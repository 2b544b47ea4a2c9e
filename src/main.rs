mod config;

use std::fs::{self, File};
use std::path::{Path, PathBuf};
use std::process::ExitCode;
use std::sync::{Arc, Mutex};
use std::time::Duration;

use anyhow::{Context, Result};
use chrono::Utc;
use clap::Parser;
use tokio::task::JoinHandle;
use tokio_util::sync::CancellationToken;
use tracing::level_filters::LevelFilter;
use tracing::{debug, info, warn};
use tracing_subscriber::EnvFilter;

use tally_logs::{
    FileWatcher, Ingestor, LogStore, RedrawHandle, ViewportController, WatcherConfig, reload,
    run_reload_loop,
};
use tally_tui::{
    Action, AppState, Event, EventHandler, HelpOverlay, Highlighter, KeyBindings, Layout,
    LogViewerScreen, Tui,
};

use crate::config::Settings;

/// Tally - A terminal viewer for a log file or a directory of log files
#[derive(Parser, Debug)]
#[command(name = "tally")]
#[command(author, version, about, long_about = None)]
struct Args {
    /// Log file or directory to view
    #[arg(value_name = "PATH", default_value = ".")]
    path: PathBuf,

    /// Suffix identifying log files inside a directory [default: .log]
    #[arg(long)]
    suffix: Option<String>,

    /// Config file (defaults to ~/.config/tally/config.toml when present)
    #[arg(long, value_name = "FILE")]
    config: Option<PathBuf>,

    /// Write diagnostics to this file [default: ~/.local/state/tally/tally.log]
    #[arg(long, value_name = "FILE")]
    log_file: Option<PathBuf>,

    /// Load once and do not watch for changes
    #[arg(long)]
    no_watch: bool,
}

#[tokio::main]
async fn main() -> ExitCode {
    let args = Args::parse();

    match run(args).await {
        Ok(()) => ExitCode::SUCCESS,
        Err(e) => {
            eprintln!("Error: {:#}", e);
            ExitCode::FAILURE
        }
    }
}

async fn run(args: Args) -> Result<()> {
    let settings = Settings::load(args.config.as_deref())?
        .with_overrides(args.suffix.clone(), args.log_file.clone());
    settings.validate()?;

    init_tracing(settings.log_file.as_deref())?;

    let root = args
        .path
        .canonicalize()
        .with_context(|| format!("Cannot open log path {}", args.path.display()))?;

    run_app(args, settings, root).await
}

/// Initialize tracing for diagnostics
///
/// The TUI owns the terminal, so output goes to a file: the configured one,
/// else the default location. If the default cannot be opened, output is
/// discarded.
fn init_tracing(log_file: Option<&Path>) -> Result<()> {
    let filter = EnvFilter::builder()
        .with_default_directive(LevelFilter::WARN.into())
        .from_env_lossy();

    let file = match log_file {
        Some(path) => Some(open_log_file(path)?),
        None => Settings::default_log_path().and_then(|path| open_log_file(&path).ok()),
    };

    match file {
        Some(file) => {
            tracing_subscriber::fmt()
                .with_env_filter(filter)
                .with_ansi(false)
                .with_writer(Mutex::new(file))
                .init();
        }
        None => {
            tracing_subscriber::fmt()
                .with_env_filter(filter)
                .with_writer(std::io::sink)
                .init();
        }
    }

    Ok(())
}

fn open_log_file(path: &Path) -> Result<File> {
    if let Some(parent) = path.parent().filter(|p| !p.as_os_str().is_empty()) {
        fs::create_dir_all(parent)
            .with_context(|| format!("Failed to create log directory {}", parent.display()))?;
    }
    File::create(path).with_context(|| format!("Failed to create log file {}", path.display()))
}

async fn run_app(args: Args, settings: Settings, root: PathBuf) -> Result<()> {
    let cancel = CancellationToken::new();
    spawn_signal_handler(cancel.clone());

    // Initialize TUI
    let mut tui = Tui::new().context("Failed to initialize terminal")?;
    let size = tui.size().context("Failed to read terminal size")?;

    // Shared store sized to the rows the log block will get
    let (redraw, mut redraw_rx) = RedrawHandle::channel();
    let store = LogStore::new(Layout::log_rows(size.height));
    let controller = ViewportController::new(store.clone(), redraw.clone());
    let ingestor = Arc::new(Ingestor::new(store.clone(), redraw, settings.suffix.clone()));

    // Watch before the first pass so no write in between is missed
    let watcher = if args.no_watch {
        None
    } else {
        start_watcher(&settings, &root, &ingestor, &store, &cancel)
    };

    if let Err(e) = reload(&ingestor, &root).await {
        warn!(error = %e, "initial ingestion failed");
    }

    let mut state = AppState::new(args.path.clone(), settings.suffix.clone());
    state.single_file = root.is_file();
    state.ui_state.show_timestamps = settings.show_timestamps;
    state.ui_state.show_sources = settings.show_sources;

    let mut events = EventHandler::new(Duration::from_millis(settings.tick_ms), cancel.child_token());
    let keybindings = KeyBindings::new();
    let highlighter = Highlighter::new();

    // Initial render
    render(&mut tui, &state, &store, &highlighter)?;

    // Main event loop
    loop {
        tokio::select! {
            _ = cancel.cancelled() => break,

            // Handle terminal events
            Some(event) = events.next() => {
                match event {
                    Event::Key(key) => {
                        if let Some(action) = keybindings.get_action(state.key_context(), &key) {
                            handle_action(&mut state, &controller, &ingestor, &root, action);
                        }
                    }
                    Event::Resize(_, height) => {
                        controller.resize(Layout::log_rows(height));
                    }
                    Event::Tick => {
                        // Re-render so the reload age stays current
                    }
                    Event::Error(e) => {
                        warn!(error = %e, "terminal input error");
                    }
                }
            }

            // Store changed (reload or navigation)
            Some(()) = redraw_rx.recv() => {
                // Coalesce queued requests into one frame
                while redraw_rx.try_recv().is_ok() {}
            }
        }

        if state.should_quit {
            break;
        }

        render(&mut tui, &state, &store, &highlighter)?;
    }

    // Cleanup
    cancel.cancel();
    events.shutdown().await;
    if let Some((watcher, task)) = watcher {
        // A pass in progress finishes before the loop sees cancellation
        if let Err(e) = task.await {
            warn!(error = %e, "reload loop ended abnormally");
        }
        drop(watcher);
    }
    tui.restore()?;

    info!("tally exited cleanly");
    Ok(())
}

/// Start live reload, or log why it is unavailable and carry on without it
fn start_watcher(
    settings: &Settings,
    root: &Path,
    ingestor: &Arc<Ingestor>,
    store: &LogStore,
    cancel: &CancellationToken,
) -> Option<(FileWatcher, JoinHandle<()>)> {
    let config = WatcherConfig::new(root.to_path_buf(), settings.suffix.clone())
        .with_debounce(Duration::from_millis(settings.debounce_ms));

    match FileWatcher::new(config) {
        Ok((watcher, events)) => {
            store.set_live_reload(true);
            let task = tokio::spawn(run_reload_loop(
                Arc::clone(ingestor),
                root.to_path_buf(),
                events,
                cancel.clone(),
            ));
            Some((watcher, task))
        }
        Err(e) => {
            warn!(error = %e, "live reload unavailable");
            None
        }
    }
}

fn handle_action(
    state: &mut AppState,
    controller: &ViewportController,
    ingestor: &Arc<Ingestor>,
    root: &Path,
    action: Action,
) {
    if state.apply(&action) {
        return;
    }

    match action {
        Action::Navigate(intent) => {
            controller.apply(intent);
        }
        Action::Reload => {
            debug!("manual reload requested");
            let ingestor = Arc::clone(ingestor);
            let root = root.to_path_buf();
            tokio::spawn(async move {
                if let Err(e) = reload(&ingestor, &root).await {
                    warn!(error = %e, "manual reload failed, keeping previous lines");
                }
            });
        }
        _ => {}
    }
}

/// Cancel the shared token on Ctrl-C or SIGTERM
fn spawn_signal_handler(cancel: CancellationToken) {
    tokio::spawn(async move {
        #[cfg(unix)]
        {
            use tokio::signal::unix::{SignalKind, signal};

            match signal(SignalKind::terminate()) {
                Ok(mut terminate) => {
                    tokio::select! {
                        _ = tokio::signal::ctrl_c() => {}
                        _ = terminate.recv() => {}
                        _ = cancel.cancelled() => return,
                    }
                }
                Err(e) => {
                    warn!(error = %e, "cannot listen for SIGTERM");
                    tokio::select! {
                        _ = tokio::signal::ctrl_c() => {}
                        _ = cancel.cancelled() => return,
                    }
                }
            }
        }

        #[cfg(not(unix))]
        {
            tokio::select! {
                _ = tokio::signal::ctrl_c() => {}
                _ = cancel.cancelled() => return,
            }
        }

        debug!("termination signal received");
        cancel.cancel();
    });
}

fn render(tui: &mut Tui, state: &AppState, store: &LogStore, highlighter: &Highlighter) -> Result<()> {
    let snapshot = store.visible_slice();
    let now = Utc::now();

    tui.terminal().draw(|frame| {
        LogViewerScreen::render(frame, state, &snapshot, highlighter, now);

        // Render help overlay if visible
        if state.ui_state.help_visible {
            HelpOverlay::render(frame);
        }
    })?;

    Ok(())
}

Exercise: In the lines above, spot each one that contains the word "unavailable" and copy it.

Written reply:
/// Start live reload, or log why it is unavailable and carry on without it
            warn!(error = %e, "live reload unavailable");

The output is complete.